We are big fans of ClickHouse. We rely on it heavily to store and retrieve the massive amount of data we process every day. In doing this at scale for multiple years now, we’ve built a lot of expertise and systems related to ClickHouse.
To formalize and share these, we’ve recently built and launched HouseWatch, an open-source suite of tools for monitoring and managing ClickHouse. HouseWatch is free and works with your existing ClickHouse instance. You can clone it from GitHub and deploy it via Docker Compose.
Why we built HouseWatch
We started using ClickHouse in August 2021 when we moved away from Postgres.
ClickHouse provides tons of easily queryable metadata about your system, but knowing how and what to query is difficult. From our usage of ClickHouse, we’ve built an intuition for this – some of which we’ve documented in our ClickHouse manual.
We’ve also built many systems and processes for managing clusters. These include:
- Tracking metrics via Grafana
- Querying via Metabase
- Running operations on nodes through
- Managing async migrations with custom-built tools
To share our expertise, formalize these tools, and centralize them in one place, our engineers Li, Yakko, and CTO Tim built the first version of HouseWatch at our Aruba offsite. We felt it would be useful to us, and support other ClickHouse users as well.

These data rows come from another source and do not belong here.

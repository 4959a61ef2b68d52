use std::collections::HashMap;

use serde::{Deserialize, Serialize};

use crate::core::classify::{is_image_entry, is_markup_entry};

// =============================================================================
// File Tree
// =============================================================================

/// A node in the archive's file tree.
///
/// `path` is the full slash-delimited path from the archive root. Folder
/// paths end with `/`, so a folder never shares a key with a file of the
/// same name.
#[derive(Clone, Debug, PartialEq, Eq, Serialize, Deserialize)]
#[serde(tag = "type", rename_all = "lowercase")]
pub enum FileNode {
    Folder {
        name: String,
        path: String,
        children: Vec<FileNode>,
    },
    File {
        name: String,
        path: String,
    },
}

impl FileNode {
    /// Create a file node.
    pub fn file(name: impl Into<String>, path: impl Into<String>) -> Self {
        FileNode::File {
            name: name.into(),
            path: path.into(),
        }
    }

    pub fn name(&self) -> &str {
        match self {
            FileNode::Folder { name, .. } | FileNode::File { name, .. } => name,
        }
    }

    pub fn path(&self) -> &str {
        match self {
            FileNode::Folder { path, .. } | FileNode::File { path, .. } => path,
        }
    }

    /// Check if this node is a folder.
    pub fn is_folder(&self) -> bool {
        matches!(self, FileNode::Folder { .. })
    }

    /// Children of a folder (files have none).
    pub fn children(&self) -> &[FileNode] {
        match self {
            FileNode::Folder { children, .. } => children,
            FileNode::File { .. } => &[],
        }
    }
}

// =============================================================================
// Content Index
// =============================================================================

/// Decoded content of one archive entry.
#[derive(Clone, Debug, PartialEq, Eq)]
pub enum EntryContent {
    /// UTF-8 text of a non-image entry.
    Text(String),
    /// `data:` URI carrying a base64-encoded image.
    DataUri(String),
}

impl EntryContent {
    pub fn as_str(&self) -> &str {
        match self {
            EntryContent::Text(s) | EntryContent::DataUri(s) => s,
        }
    }

    /// Text content, `None` for images.
    pub fn text(&self) -> Option<&str> {
        match self {
            EntryContent::Text(s) => Some(s),
            EntryContent::DataUri(_) => None,
        }
    }
}

/// Path-keyed content of every file in the current archive.
///
/// Keys are exactly the `path` values of the tree's [`FileNode::File`]
/// nodes. Built once per upload and never mutated afterwards.
#[derive(Clone, Debug, Default, PartialEq, Eq)]
pub struct ContentIndex {
    entries: HashMap<String, EntryContent>,
}

impl ContentIndex {
    pub fn get(&self, path: &str) -> Option<&EntryContent> {
        self.entries.get(path)
    }

    pub fn contains(&self, path: &str) -> bool {
        self.entries.contains_key(path)
    }

    pub fn len(&self) -> usize {
        self.entries.len()
    }

    pub fn is_empty(&self) -> bool {
        self.entries.is_empty()
    }

    #[cfg(test)]
    pub fn paths(&self) -> impl Iterator<Item = &str> {
        self.entries.keys().map(String::as_str)
    }
}

impl FromIterator<(String, EntryContent)> for ContentIndex {
    fn from_iter<I: IntoIterator<Item = (String, EntryContent)>>(iter: I) -> Self {
        Self {
            entries: iter.into_iter().collect(),
        }
    }
}

// =============================================================================
// File Types
// =============================================================================

/// How the viewer presents an entry.
#[derive(Clone, Copy, Debug, PartialEq, Eq)]
pub enum FileType {
    Markdown,
    Image,
    Text,
}

impl FileType {
    /// Detect file type from path extension
    pub fn from_path(path: &str) -> Self {
        if is_markup_entry(path) {
            Self::Markdown
        } else if is_image_entry(path) {
            Self::Image
        } else {
            Self::Text
        }
    }
}

#[cfg(test)]
mod tests {
    use super::*;

    #[test]
    fn test_file_type_detection() {
        assert_eq!(FileType::from_path("docs/hello.md"), FileType::Markdown);
        assert_eq!(FileType::from_path("docs/GUIDE.Markdown"), FileType::Markdown);
        assert_eq!(FileType::from_path("images/photo.png"), FileType::Image);
        assert_eq!(FileType::from_path("images/photo.JPG"), FileType::Image);
        assert_eq!(FileType::from_path("src/main.rs"), FileType::Text);
        assert_eq!(FileType::from_path("Makefile"), FileType::Text);
    }

    #[test]
    fn test_node_accessors() {
        let folder = FileNode::Folder {
            name: "docs".to_string(),
            path: "docs/".to_string(),
            children: vec![FileNode::file("a.md", "docs/a.md")],
        };

        assert!(folder.is_folder());
        assert_eq!(folder.name(), "docs");
        assert_eq!(folder.path(), "docs/");
        assert_eq!(folder.children().len(), 1);
        assert!(folder.children()[0].children().is_empty());
    }

    #[test]
    fn test_node_serializes_with_type_tag() {
        let node = FileNode::Folder {
            name: "docs".to_string(),
            path: "docs/".to_string(),
            children: vec![FileNode::file("a.md", "docs/a.md")],
        };

        let json = serde_json::to_value(&node).unwrap();
        assert_eq!(json["type"], "folder");
        assert_eq!(json["children"][0]["type"], "file");
        assert_eq!(json["children"][0]["path"], "docs/a.md");

        let back: FileNode = serde_json::from_value(json).unwrap();
        assert_eq!(back, node);
    }

    #[test]
    fn test_content_index_lookup() {
        let index: ContentIndex = [
            ("a.md".to_string(), EntryContent::Text("# A".to_string())),
            (
                "b.png".to_string(),
                EntryContent::DataUri("data:image/png;base64,AA==".to_string()),
            ),
        ]
        .into_iter()
        .collect();

        assert_eq!(index.len(), 2);
        assert!(index.contains("a.md"));
        assert_eq!(index.get("a.md").and_then(|c| c.text()), Some("# A"));
        assert_eq!(index.get("b.png").and_then(|c| c.text()), None);
        assert!(index.get("missing").is_none());
    }
}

HouseWatch provides a central location for the tools we use to monitor and manage ClickHouse.
Query performance and analysis
To help understand the performance of all the queries on your ClickHouse clusters, we provide a list of normalized queries and their performance metrics, with an emphasis on active and slow queries.
Each query includes metrics on average run time, calls per minute, percentage of all IOPs, total IOPs, and percentage of run time. It also includes details on the query itself and the
EXPLAIN statement. From this, you can sort, monitor, and improve important, slow, or high-stress queries.
HouseWatch provides stats for all the tables for your cluster and lets you dive into the details for each of them. For each table, you can see columns, parts, compressed and uncompressed disk space sizes, disk usage, and more.
Query editing and benchmarking
With the size of data ClickHouse stores and processes, optimizing your queries is critical. To help you do this, you can run and edit queries in HouseWatch, as well as test and compare them.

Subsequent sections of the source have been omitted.